(no subject)

Jun 03, 2011 05:18

It has been proven, time and again, that I am a masochist.

I still believe in Silverchair's words: "I love the pain, a breeding ground for hate". However, could I ever bring myself to hate when all I want to feel is love?

Things haven't changed much. I still get ambushed by my own curiosity and stupidity. Only this time, I am left to nurse my wounds in silence, like having an open heart surgery without anesthesia and you're all alone with the surgeon who acts like everything's going like it should be so he expects you to play your part.

Does Cupid's line have any truth to it?

Earlier, I thought I have already lost my capacity to feel. The turn of events has just made me believe otherwise. I can still feel, and right now, I cry for a Propofol drip.

How did you manage to do this?
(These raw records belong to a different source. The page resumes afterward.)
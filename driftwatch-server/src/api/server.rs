//! HTTP server setup and routing

use axum::{
    routing::{get, patch, post},
    Json, Router,
};
use serde::Serialize;
use std::net::SocketAddr;
use tower_http::cors::CorsLayer;
use tower_http::trace::TraceLayer;
use tracing::info;

use driftwatch_common::{Error, Result};

use crate::state::AppContext;

#[derive(Debug, Serialize)]
pub struct HealthResponse {
    status: String,
    module: String,
    version: String,
}

/// GET /health - Health check endpoint
pub async fn health() -> Json<HealthResponse> {
    Json(HealthResponse {
        status: "healthy".to_string(),
        module: "driftwatch-server".to_string(),
        version: env!("CARGO_PKG_VERSION").to_string(),
    })
}

/// Build the full application router.
///
/// Kept separate from [`run`] so integration tests can drive it with
/// `tower::ServiceExt::oneshot`.
pub fn router(ctx: AppContext) -> Router {
    Router::new()
        .route("/health", get(health))
        // Incidents
        .route(
            "/api/incidents",
            get(super::incidents::list_incidents).post(super::incidents::create_incident),
        )
        .route(
            "/api/incidents/:id",
            get(super::incidents::get_incident).patch(super::incidents::update_incident),
        )
        .route(
            "/api/incidents/:id/posts",
            get(super::incidents::list_incident_posts),
        )
        .route(
            "/api/incidents/:id/events",
            get(super::sse::incident_events),
        )
        // Posts
        .route("/api/posts", post(super::posts::create_post))
        .route("/api/posts/:id", get(super::posts::get_post))
        .route("/api/posts/:id/diff", get(super::posts::get_post_diff))
        .route("/api/posts/:id/vote", post(super::posts::vote_post))
        .route(
            "/api/posts/:id/comments",
            get(super::posts::list_comments).post(super::posts::create_comment),
        )
        // Analysis
        .route("/api/analyze", post(super::analyze::analyze_content))
        // Replay loop control
        .route("/api/agent/logs", get(super::agent::get_logs))
        .route("/api/agent/start", post(super::agent::start_agent))
        .route("/api/agent/stop", post(super::agent::stop_agent))
        // Demo controls
        .route("/api/demo/state", get(super::demo::get_state))
        .route("/api/demo/speed", patch(super::demo::set_speed))
        .route("/api/demo/pause", post(super::demo::pause))
        .route("/api/demo/resume", post(super::demo::resume))
        .route("/api/demo/reset", post(super::demo::reset))
        .with_state(ctx)
        .layer(TraceLayer::new_for_http())
        // Local dashboards connect from arbitrary origins
        .layer(CorsLayer::permissive())
}

/// Bind and serve until ctrl-c or SIGTERM.
pub async fn run(port: u16, ctx: AppContext) -> Result<()> {
    let app = router(ctx);

    let addr = SocketAddr::from(([0, 0, 0, 0], port));
    info!("Starting HTTP server on {}", addr);

    let listener = tokio::net::TcpListener::bind(addr)
        .await
        .map_err(|e| Error::Http(format!("Failed to bind to {}: {}", addr, e)))?;

    axum::serve(listener, app)
        .with_graceful_shutdown(shutdown_signal())
        .await
        .map_err(|e| Error::Http(format!("Server error: {}", e)))?;

    Ok(())
}

async fn shutdown_signal() {
    let ctrl_c = async {
        if let Err(e) = tokio::signal::ctrl_c().await {
            tracing::error!("Failed to install ctrl-c handler: {}", e);
            std::future::pending::<()>().await;
        }
    };

    #[cfg(unix)]
    let terminate = async {
        match tokio::signal::unix::signal(tokio::signal::unix::SignalKind::terminate()) {
            Ok(mut signal) => {
                signal.recv().await;
            }
            Err(e) => {
                tracing::error!("Failed to install SIGTERM handler: {}", e);
                std::future::pending::<()>().await;
            }
        }
    };

    #[cfg(not(unix))]
    let terminate = std::future::pending::<()>();

    tokio::select! {
        _ = ctrl_c => {}
        _ = terminate => {}
    }
    info!("Shutdown signal received");
}
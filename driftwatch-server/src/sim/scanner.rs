//! Scripted content scanner
//!
//! Walks the scripted post records in order and feeds each one through
//! the real post pipeline, creating incidents on demand.

use std::sync::atomic::{AtomicUsize, Ordering};
use std::sync::Arc;

use sqlx::SqlitePool;
use tracing::{debug, warn};

use driftwatch_common::db::models::Post;
use driftwatch_common::Result;

use crate::db::{incidents, posts};
use crate::pipeline::{self, NewPost};
use crate::sse::SubscriptionRegistry;

use super::data::{ScriptData, ScriptedPost};

/// Upper bound on scripted posts replayed in one run.
pub const MAX_POSTS_LIMIT: usize = 100;

pub struct Scanner {
    script: Arc<ScriptData>,
    cursor: AtomicUsize,
}

impl Scanner {
    pub fn new(script: Arc<ScriptData>) -> Self {
        Scanner {
            script,
            cursor: AtomicUsize::new(0),
        }
    }

    /// Yield the next scripted record, or None once the script (or the
    /// replay cap) is exhausted.
    pub fn next_post(&self) -> Option<ScriptedPost> {
        let index = self.cursor.fetch_add(1, Ordering::SeqCst);
        if index >= MAX_POSTS_LIMIT {
            return None;
        }
        self.script.posts.get(index).cloned()
    }

    /// Restart the script from the first record.
    pub fn rewind(&self) {
        self.cursor.store(0, Ordering::SeqCst);
    }

    /// Number of records consumed so far.
    pub fn position(&self) -> usize {
        self.cursor
            .load(Ordering::SeqCst)
            .min(self.script.posts.len())
    }

    pub fn total_posts(&self) -> usize {
        self.script.posts.len()
    }

    /// Store a scripted record through the pipeline.
    ///
    /// The record's incident is created from the script if it is not in
    /// the database yet. A record whose id already exists is returned
    /// as-is, so restarting the loop converges instead of duplicating.
    /// A parent that never made it into the database drops the link and
    /// stores the post as a root.
    pub async fn ingest(
        &self,
        pool: &SqlitePool,
        registry: &SubscriptionRegistry,
        record: &ScriptedPost,
    ) -> Result<Post> {
        self.ensure_incident(pool, &record.incident_id).await?;

        if let Some(existing) = posts::find(pool, &record.id).await? {
            debug!("Scripted post {} already stored, skipping insert", record.id);
            return Ok(existing);
        }

        let mut parent_id = record.parent_id.clone();
        if let Some(pid) = &parent_id {
            if posts::find(pool, pid).await?.is_none() {
                warn!(
                    "Parent {} not found for scripted post {}, storing as root",
                    pid, record.id
                );
                parent_id = None;
            }
        }

        pipeline::create_post(
            pool,
            registry,
            NewPost {
                id: Some(record.id.clone()),
                incident_id: record.incident_id.clone(),
                parent_id,
                content: record.content.clone(),
                author: record.author.clone(),
                timestamp: Some(record.timestamp),
            },
        )
        .await
    }

    async fn ensure_incident(&self, pool: &SqlitePool, incident_id: &str) -> Result<()> {
        if incidents::exists(pool, incident_id).await? {
            return Ok(());
        }
        let Some(scripted) = self.script.incidents.iter().find(|i| i.id == incident_id) else {
            warn!("Scripted incident {} is not in the data file", incident_id);
            return Ok(());
        };
        incidents::create(
            pool,
            incidents::NewIncident {
                id: Some(scripted.id.clone()),
                title: scripted.title.clone(),
                severity: scripted.severity,
                location: scripted.location.clone(),
                status: Some(scripted.status.clone()),
            },
        )
        .await?;
        Ok(())
    }
}

#[cfg(test)]
mod tests {
    use super::*;
    use chrono::Utc;
    use driftwatch_common::db::init_memory_database;
    use driftwatch_common::db::models::Severity;
    use driftwatch_common::MutationCategory;

    use crate::sim::data::{ScriptedIncident, TruthStatus};

    fn script() -> Arc<ScriptData> {
        Arc::new(ScriptData {
            incidents: vec![ScriptedIncident {
                id: "inc-1".into(),
                title: "Flash flooding".into(),
                severity: Severity::Critical,
                location: "Riverside".into(),
                status: "ACTIVE".into(),
            }],
            posts: vec![
                ScriptedPost {
                    id: "sim-1".into(),
                    incident_id: "inc-1".into(),
                    parent_id: None,
                    content: "Water levels rising slowly.".into(),
                    author: "river_watch".into(),
                    timestamp: Utc::now(),
                    truth_status: TruthStatus::True,
                },
                ScriptedPost {
                    id: "sim-2".into(),
                    incident_id: "inc-1".into(),
                    parent_id: Some("sim-1".into()),
                    content: "Water levels rising quickly!".into(),
                    author: "echo_1".into(),
                    timestamp: Utc::now(),
                    truth_status: TruthStatus::Exaggerated,
                },
            ],
        })
    }

    #[test]
    fn test_cursor_walks_script_in_order() {
        let scanner = Scanner::new(script());
        assert_eq!(scanner.next_post().unwrap().id, "sim-1");
        assert_eq!(scanner.next_post().unwrap().id, "sim-2");
        assert!(scanner.next_post().is_none());
        assert_eq!(scanner.position(), 2);

        scanner.rewind();
        assert_eq!(scanner.position(), 0);
        assert_eq!(scanner.next_post().unwrap().id, "sim-1");
    }

    #[tokio::test]
    async fn test_ingest_creates_incident_on_demand() {
        let pool = init_memory_database().await.unwrap();
        let registry = SubscriptionRegistry::new(8);
        let scanner = Scanner::new(script());

        let record = scanner.next_post().unwrap();
        let stored = scanner.ingest(&pool, &registry, &record).await.unwrap();

        assert_eq!(stored.id, "sim-1");
        assert!(incidents::exists(&pool, "inc-1").await.unwrap());
        // Root post: no drift to measure.
        assert_eq!(stored.mutation_score, 0.0);
        assert!(stored.mutation_category.is_none());
    }

    #[tokio::test]
    async fn test_ingest_scores_reply_against_parent() {
        let pool = init_memory_database().await.unwrap();
        let registry = SubscriptionRegistry::new(8);
        let scanner = Scanner::new(script());

        let root = scanner.next_post().unwrap();
        scanner.ingest(&pool, &registry, &root).await.unwrap();
        let reply = scanner.next_post().unwrap();
        let stored = scanner.ingest(&pool, &registry, &reply).await.unwrap();

        assert_eq!(stored.parent_id.as_deref(), Some("sim-1"));
        assert_eq!(stored.mutation_category, Some(MutationCategory::Moderate));
    }

    #[tokio::test]
    async fn test_ingest_skips_existing_post() {
        let pool = init_memory_database().await.unwrap();
        let registry = SubscriptionRegistry::new(8);
        let scanner = Scanner::new(script());

        let record = scanner.next_post().unwrap();
        scanner.ingest(&pool, &registry, &record).await.unwrap();
        scanner.ingest(&pool, &registry, &record).await.unwrap();

        assert_eq!(posts::count(&pool).await.unwrap(), 1);
    }

    #[tokio::test]
    async fn test_missing_parent_link_dropped() {
        let pool = init_memory_database().await.unwrap();
        let registry = SubscriptionRegistry::new(8);
        let scanner = Scanner::new(script());

        // Skip straight to the reply without storing its parent.
        scanner.next_post();
        let reply = scanner.next_post().unwrap();
        let stored = scanner.ingest(&pool, &registry, &reply).await.unwrap();

        assert!(stored.parent_id.is_none());
        assert_eq!(stored.mutation_score, 0.0);
    }
}
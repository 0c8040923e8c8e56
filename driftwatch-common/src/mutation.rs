//! Mutation scoring for reply posts
//!
//! Converts a similarity ratio into a 0-100 drift score and a coarse
//! category. 0 = identical to the parent, 100 = completely different.

use serde::{Deserialize, Serialize};
use std::fmt;
use std::str::FromStr;

use crate::similarity;

/// Coarse drift band derived from the mutation score.
///
/// Stored as TEXT in the database and serialized in upper case on the wire.
#[derive(Debug, Clone, Copy, PartialEq, Eq, Serialize, Deserialize)]
#[serde(rename_all = "UPPERCASE")]
pub enum MutationCategory {
    Minor,
    Moderate,
    Major,
}

impl MutationCategory {
    pub fn as_str(&self) -> &'static str {
        match self {
            MutationCategory::Minor => "MINOR",
            MutationCategory::Moderate => "MODERATE",
            MutationCategory::Major => "MAJOR",
        }
    }
}

impl fmt::Display for MutationCategory {
    fn fmt(&self, f: &mut fmt::Formatter<'_>) -> fmt::Result {
        f.write_str(self.as_str())
    }
}

impl FromStr for MutationCategory {
    type Err = crate::Error;

    fn from_str(s: &str) -> Result<Self, Self::Err> {
        match s {
            "MINOR" => Ok(MutationCategory::Minor),
            "MODERATE" => Ok(MutationCategory::Moderate),
            "MAJOR" => Ok(MutationCategory::Major),
            other => Err(crate::Error::Validation(format!(
                "unknown mutation category: {}",
                other
            ))),
        }
    }
}

/// Category thresholds over the 0-100 score. The lower bound of each band
/// is inclusive: scores of exactly 10 and 40 land in the higher band.
pub fn category_for(score: f64) -> MutationCategory {
    if score < 10.0 {
        MutationCategory::Minor
    } else if score < 40.0 {
        MutationCategory::Moderate
    } else {
        MutationCategory::Major
    }
}

/// Score a reply against its parent's content.
///
/// An empty string on either side is treated as maximal drift rather than
/// letting the ratio report near-total similarity against nothing. Root
/// posts never reach this function; they are fixed at score 0.0 with no
/// category by the creation pipeline.
pub fn classify(parent_content: &str, child_content: &str) -> (f64, MutationCategory) {
    if parent_content.is_empty() || child_content.is_empty() {
        return (100.0, MutationCategory::Major);
    }

    let score = ((1.0 - similarity::ratio(parent_content, child_content)) * 100.0).clamp(0.0, 100.0);
    (score, category_for(score))
}

#[cfg(test)]
mod tests {
    use super::*;

    #[test]
    fn test_identical_content_is_minor() {
        let (score, category) = classify("same", "same");
        assert_eq!(score, 0.0);
        assert_eq!(category, MutationCategory::Minor);
    }

    #[test]
    fn test_score_bounds() {
        let samples = [
            ("a", "b"),
            ("Water levels rising slowly.", "Water levels rising quickly!"),
            ("short", "a completely different and much longer sentence"),
            ("ü", "u"),
        ];
        for (parent, child) in samples {
            let (score, _) = classify(parent, child);
            assert!(
                (0.0..=100.0).contains(&score),
                "classify({parent:?}, {child:?}) = {score} out of range"
            );
        }
    }

    #[test]
    fn test_empty_side_is_maximal_drift() {
        assert_eq!(classify("", "anything"), (100.0, MutationCategory::Major));
        assert_eq!(classify("anything", ""), (100.0, MutationCategory::Major));
        // Both empty hits the same guard before the ratio would report identity
        assert_eq!(classify("", ""), (100.0, MutationCategory::Major));
    }

    #[test]
    fn test_category_thresholds() {
        assert_eq!(category_for(0.0), MutationCategory::Minor);
        assert_eq!(category_for(9.99), MutationCategory::Minor);
        assert_eq!(category_for(10.0), MutationCategory::Moderate);
        assert_eq!(category_for(39.99), MutationCategory::Moderate);
        assert_eq!(category_for(40.0), MutationCategory::Major);
        assert_eq!(category_for(100.0), MutationCategory::Major);
    }

    #[test]
    fn test_small_edit_is_minor() {
        // One dropped character out of 27: score = 100/27 ~ 3.7
        let (score, category) = classify("Water levels rising slowly.", "Water levels rising slowly");
        assert!(score < 10.0, "score = {score}");
        assert_eq!(category, MutationCategory::Minor);
    }

    #[test]
    fn test_reworded_ending_is_moderate() {
        // Shared prefix "Water levels rising ", edit distance 6 over 28 chars:
        // score = 600/28 ~ 21.4
        let (score, category) =
            classify("Water levels rising slowly.", "Water levels rising quickly!");
        assert!((21.0..22.0).contains(&score), "score = {score}");
        assert_eq!(category, MutationCategory::Moderate);
    }

    #[test]
    fn test_contradicting_rewrite_is_major() {
        let (score, category) = classify(
            "The bridge is safe",
            "The bridge is NOT safe and people are dying",
        );
        // Insertions alone account for 25 of 43 characters: score ~ 58.1
        assert!(score >= 40.0, "score = {score}");
        assert_eq!(category, MutationCategory::Major);
    }

    #[test]
    fn test_shouted_rewrite_is_major() {
        let (score, category) = classify(
            "Water levels rising slowly.",
            "WATER LEVELS RISING DANGEROUSLY, EVACUATE NOW!!",
        );
        assert!(score > 40.0, "score = {score}");
        assert_eq!(category, MutationCategory::Major);
    }

    #[test]
    fn test_category_round_trip() {
        for category in [
            MutationCategory::Minor,
            MutationCategory::Moderate,
            MutationCategory::Major,
        ] {
            assert_eq!(category.as_str().parse::<MutationCategory>().unwrap(), category);
        }
        assert!("SEVERE".parse::<MutationCategory>().is_err());
    }

    #[test]
    fn test_wire_format_is_upper_case() {
        let json = serde_json::to_string(&MutationCategory::Moderate).unwrap();
        assert_eq!(json, "\"MODERATE\"");
        let parsed: MutationCategory = serde_json::from_str("\"MAJOR\"").unwrap();
        assert_eq!(parsed, MutationCategory::Major);
    }
}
How did you withstand years and years of pain because of me without uttering a single word? How did you suffer in silence? How did you melt you own blocks of ice trying to crack mine?

I know. You have the heart. I don't. Now I can clearly see how strong you really are. You always chose to love. You always chose to look at the bright side, hoping each apology would be the last, that things will look up.

As I crumble once more, I look back and search for clues on how to deal with this.

You always chose to trust, no matter how unworthy I was. I always kept you in the dark yet somehow you always manage to shed light on what I was really up to, leaving you "high and dry", and as I dish out my usual litany of apologies, you dish out your usual litany of love.

Now I'm considering coming up with my own litany of love.

I'm sorry, I really don't have anyone to turn to for guidance right now aside from the lessons I got from you.